'''

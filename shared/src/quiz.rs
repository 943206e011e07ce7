//! Country guesser: click the named country on the globe.

use std::fmt;
use std::str::FromStr;

use rand::Rng;

use crate::config::QUIZ_QUESTION_COUNT;

#[derive(Debug, Clone, Copy, Default, PartialEq, Eq)]
pub enum QuizMode {
    #[default]
    EntireWorld,
}

impl QuizMode {
    pub const ALL: [QuizMode; 1] = [QuizMode::EntireWorld];

    pub fn value(self) -> &'static str {
        match self {
            QuizMode::EntireWorld => "entire-world",
        }
    }

    pub fn label(self) -> &'static str {
        match self {
            QuizMode::EntireWorld => "Entire world",
        }
    }
}

impl FromStr for QuizMode {
    type Err = QuizError;

    fn from_str(s: &str) -> Result<Self, Self::Err> {
        QuizMode::ALL
            .into_iter()
            .find(|mode| mode.value() == s)
            .ok_or_else(|| QuizError::UnknownMode(s.to_string()))
    }
}

#[derive(Debug, Clone, PartialEq, Eq)]
pub enum QuizError {
    EmptyPool,
    UnknownMode(String),
}

impl fmt::Display for QuizError {
    fn fmt(&self, f: &mut fmt::Formatter<'_>) -> fmt::Result {
        match self {
            QuizError::EmptyPool => write!(f, "no countries to draw questions from"),
            QuizError::UnknownMode(mode) => write!(f, "unknown quiz mode: {mode}"),
        }
    }
}

impl std::error::Error for QuizError {}

#[derive(Debug, Clone, Copy, Default, PartialEq, Eq)]
pub enum QuizStatus {
    #[default]
    NotStarted,
    Started,
    Completed,
}

#[derive(Debug, Clone, PartialEq, Eq)]
pub struct Question {
    pub index: usize,
    pub answer: String,
}

#[derive(Debug, Clone, PartialEq, Eq)]
pub enum Answer {
    Correct { clicked: String },
    Wrong { clicked: String },
}

impl Answer {
    pub fn is_correct(&self) -> bool {
        matches!(self, Answer::Correct { .. })
    }

    pub fn clicked(&self) -> &str {
        match self {
            Answer::Correct { clicked } | Answer::Wrong { clicked } => clicked,
        }
    }
}

/// Draw `count` answers from `pool` without replacement. Only a pool smaller than
/// `count` repeats answers, starting over on a fresh copy once it runs dry.
pub fn generate_quiz<R: Rng + ?Sized>(pool: &[String], count: usize, rng: &mut R) -> Vec<Question> {
    if pool.is_empty() {
        return Vec::new();
    }
    let mut remaining = Vec::new();
    (0..count)
        .map(|index| {
            if remaining.is_empty() {
                remaining = pool.to_vec();
            }
            let pick = rng.gen_range(0..remaining.len());
            Question {
                index,
                answer: remaining.swap_remove(pick),
            }
        })
        .collect()
}

#[derive(Debug, Clone, Default)]
pub struct CountryGuesser {
    pool: Vec<String>,
    mode: QuizMode,
    status: QuizStatus,
    questions: Vec<Question>,
    current: usize,
    correct: usize,
    pending: Option<Answer>,
}

impl CountryGuesser {
    pub fn new(pool: Vec<String>) -> Self {
        Self {
            pool,
            ..Self::default()
        }
    }

    pub fn set_pool(&mut self, pool: Vec<String>) {
        self.pool = pool;
    }

    pub fn pool(&self) -> &[String] {
        &self.pool
    }

    pub fn mode(&self) -> QuizMode {
        self.mode
    }

    pub fn set_mode(&mut self, mode: QuizMode) {
        self.mode = mode;
    }

    pub fn status(&self) -> QuizStatus {
        self.status
    }

    pub fn questions(&self) -> &[Question] {
        &self.questions
    }

    pub fn current_question(&self) -> Option<&Question> {
        match self.status {
            QuizStatus::Started => self.questions.get(self.current),
            _ => None,
        }
    }

    /// One-based position of the active question.
    pub fn question_number(&self) -> usize {
        self.current + 1
    }

    pub fn total(&self) -> usize {
        self.questions.len()
    }

    pub fn correct(&self) -> usize {
        self.correct
    }

    pub fn pending(&self) -> Option<&Answer> {
        self.pending.as_ref()
    }

    pub fn is_last_question(&self) -> bool {
        self.current + 1 >= self.questions.len()
    }

    /// Start, or restart, with a fresh set of questions.
    pub fn start<R: Rng + ?Sized>(&mut self, rng: &mut R) -> Result<(), QuizError> {
        if self.pool.is_empty() {
            return Err(QuizError::EmptyPool);
        }
        self.questions = generate_quiz(&self.pool, QUIZ_QUESTION_COUNT, rng);
        self.current = 0;
        self.correct = 0;
        self.pending = None;
        self.status = QuizStatus::Started;
        tracing::info!(mode = self.mode.value(), questions = self.questions.len(), "quiz started");
        Ok(())
    }

    /// Grade a clicked country. Ignored unless a question is waiting for an answer.
    pub fn answer(&mut self, clicked: &str) -> Option<&Answer> {
        if self.pending.is_some() {
            return None;
        }
        let question = self.current_question()?;
        let answer = if question.answer == clicked {
            self.correct += 1;
            Answer::Correct {
                clicked: clicked.to_string(),
            }
        } else {
            Answer::Wrong {
                clicked: clicked.to_string(),
            }
        };
        tracing::debug!(clicked, correct = answer.is_correct(), "answer graded");
        self.pending = Some(answer);
        self.pending.as_ref()
    }

    /// Skip or move on. Advancing from the last question completes the quiz.
    pub fn next_question(&mut self) {
        if self.status != QuizStatus::Started {
            return;
        }
        self.pending = None;
        if self.is_last_question() {
            self.status = QuizStatus::Completed;
            tracing::info!(correct = self.correct, total = self.total(), "quiz completed");
        } else {
            self.current += 1;
        }
    }

    pub fn quit(&mut self) {
        self.status = QuizStatus::NotStarted;
        self.questions.clear();
        self.current = 0;
        self.pending = None;
    }
}

#[cfg(test)]
mod tests {
    use std::collections::HashSet;

    use rand::SeedableRng;
    use rand::rngs::StdRng;

    use super::*;

    fn nordics() -> Vec<String> {
        ["Norway", "Sweden", "Denmark", "Finland"]
            .into_iter()
            .map(String::from)
            .collect()
    }

    #[test]
    fn draws_three_unique_answers_from_pool() {
        for seed in 0..50 {
            let mut rng = StdRng::seed_from_u64(seed);
            let questions = generate_quiz(&nordics(), 3, &mut rng);
            let answers: HashSet<_> = questions.iter().map(|q| q.answer.as_str()).collect();
            assert_eq!(questions.len(), 3);
            assert_eq!(answers.len(), 3);
            assert!(answers.iter().all(|a| nordics().iter().any(|n| n == a)));
            assert_eq!(
                questions.iter().map(|q| q.index).collect::<Vec<_>>(),
                vec![0, 1, 2]
            );
        }
    }

    #[test]
    fn small_pool_repeats_only_after_running_dry() {
        let pool = vec!["Norway".to_string(), "Sweden".to_string()];
        let mut rng = StdRng::seed_from_u64(7);
        let questions = generate_quiz(&pool, 3, &mut rng);
        assert_eq!(questions.len(), 3);
        assert_ne!(questions[0].answer, questions[1].answer);
    }

    #[test]
    fn exact_answer_scores_once() {
        let mut rng = StdRng::seed_from_u64(1);
        let mut quiz = CountryGuesser::new(nordics());
        quiz.start(&mut rng).unwrap();

        let target = quiz.current_question().unwrap().answer.clone();
        assert!(quiz.answer(&target).unwrap().is_correct());
        assert_eq!(quiz.answer(&target), None);
        assert_eq!(quiz.correct(), 1);
    }

    #[test]
    fn comparison_is_case_sensitive() {
        let mut rng = StdRng::seed_from_u64(2);
        let mut quiz = CountryGuesser::new(nordics());
        quiz.start(&mut rng).unwrap();

        let target = quiz.current_question().unwrap().answer.to_lowercase();
        let answer = quiz.answer(&target).unwrap();
        assert!(!answer.is_correct());
        assert_eq!(answer.clicked(), target);
        assert_eq!(quiz.correct(), 0);
    }

    #[test]
    fn completes_after_advancing_past_last_question() {
        let mut rng = StdRng::seed_from_u64(3);
        let mut quiz = CountryGuesser::new(nordics());
        quiz.start(&mut rng).unwrap();

        for n in 1..=3 {
            assert_eq!(quiz.status(), QuizStatus::Started);
            assert_eq!(quiz.question_number(), n);
            let target = quiz.current_question().unwrap().answer.clone();
            quiz.answer(&target);
            quiz.next_question();
        }

        assert_eq!(quiz.status(), QuizStatus::Completed);
        assert_eq!(quiz.correct(), 3);
        assert!(quiz.correct() <= quiz.total());
        assert_eq!(quiz.answer("Norway"), None);

        quiz.next_question();
        assert_eq!(quiz.status(), QuizStatus::Completed);
    }

    #[test]
    fn skipping_advances_without_scoring() {
        let mut rng = StdRng::seed_from_u64(4);
        let mut quiz = CountryGuesser::new(nordics());
        quiz.start(&mut rng).unwrap();

        quiz.next_question();
        assert_eq!(quiz.question_number(), 2);
        assert_eq!(quiz.correct(), 0);
        assert!(quiz.pending().is_none());
    }

    #[test]
    fn restart_resets_score_and_quit_discards_quiz() {
        let mut rng = StdRng::seed_from_u64(5);
        let mut quiz = CountryGuesser::new(nordics());
        quiz.start(&mut rng).unwrap();
        let target = quiz.current_question().unwrap().answer.clone();
        quiz.answer(&target);

        quiz.start(&mut rng).unwrap();
        assert_eq!(quiz.correct(), 0);
        assert_eq!(quiz.question_number(), 1);
        assert!(quiz.pending().is_none());

        quiz.quit();
        assert_eq!(quiz.status(), QuizStatus::NotStarted);
        assert!(quiz.current_question().is_none());
        assert_eq!(quiz.answer("Norway"), None);
    }

    #[test]
    fn empty_pool_is_an_error_and_keeps_state() {
        let mut rng = StdRng::seed_from_u64(6);
        let mut quiz = CountryGuesser::new(Vec::new());
        assert_eq!(quiz.start(&mut rng), Err(QuizError::EmptyPool));
        assert_eq!(quiz.status(), QuizStatus::NotStarted);
    }

    #[test]
    fn mode_parses_from_its_value() {
        assert_eq!("entire-world".parse::<QuizMode>(), Ok(QuizMode::EntireWorld));
        assert_eq!(
            "mode1".parse::<QuizMode>(),
            Err(QuizError::UnknownMode("mode1".into()))
        );
    }
}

'''

Description of the task »
Each line from the top of the records down to the one with "impl std::error::Error for" must be retyped exactly; include both ends and nothing else.

Output for this task »
filename shared/src/quiz.rs
repository 943206e011e07ce7
//! Country guesser: click the named country on the globe.

use std::fmt;
use std::str::FromStr;

use rand::Rng;

use crate::config::QUIZ_QUESTION_COUNT;

#[derive(Debug, Clone, Copy, Default, PartialEq, Eq)]
pub enum QuizMode {
    #[default]
    EntireWorld,
}

impl QuizMode {
    pub const ALL: [QuizMode; 1] = [QuizMode::EntireWorld];

    pub fn value(self) -> &'static str {
        match self {
            QuizMode::EntireWorld => "entire-world",
        }
    }

    pub fn label(self) -> &'static str {
        match self {
            QuizMode::EntireWorld => "Entire world",
        }
    }
}

impl FromStr for QuizMode {
    type Err = QuizError;

    fn from_str(s: &str) -> Result<Self, Self::Err> {
        QuizMode::ALL
            .into_iter()
            .find(|mode| mode.value() == s)
            .ok_or_else(|| QuizError::UnknownMode(s.to_string()))
    }
}

#[derive(Debug, Clone, PartialEq, Eq)]
pub enum QuizError {
    EmptyPool,
    UnknownMode(String),
}

impl fmt::Display for QuizError {
    fn fmt(&self, f: &mut fmt::Formatter<'_>) -> fmt::Result {
        match self {
            QuizError::EmptyPool => write!(f, "no countries to draw questions from"),
            QuizError::UnknownMode(mode) => write!(f, "unknown quiz mode: {mode}"),
        }
    }
}

impl std::error::Error for QuizError {}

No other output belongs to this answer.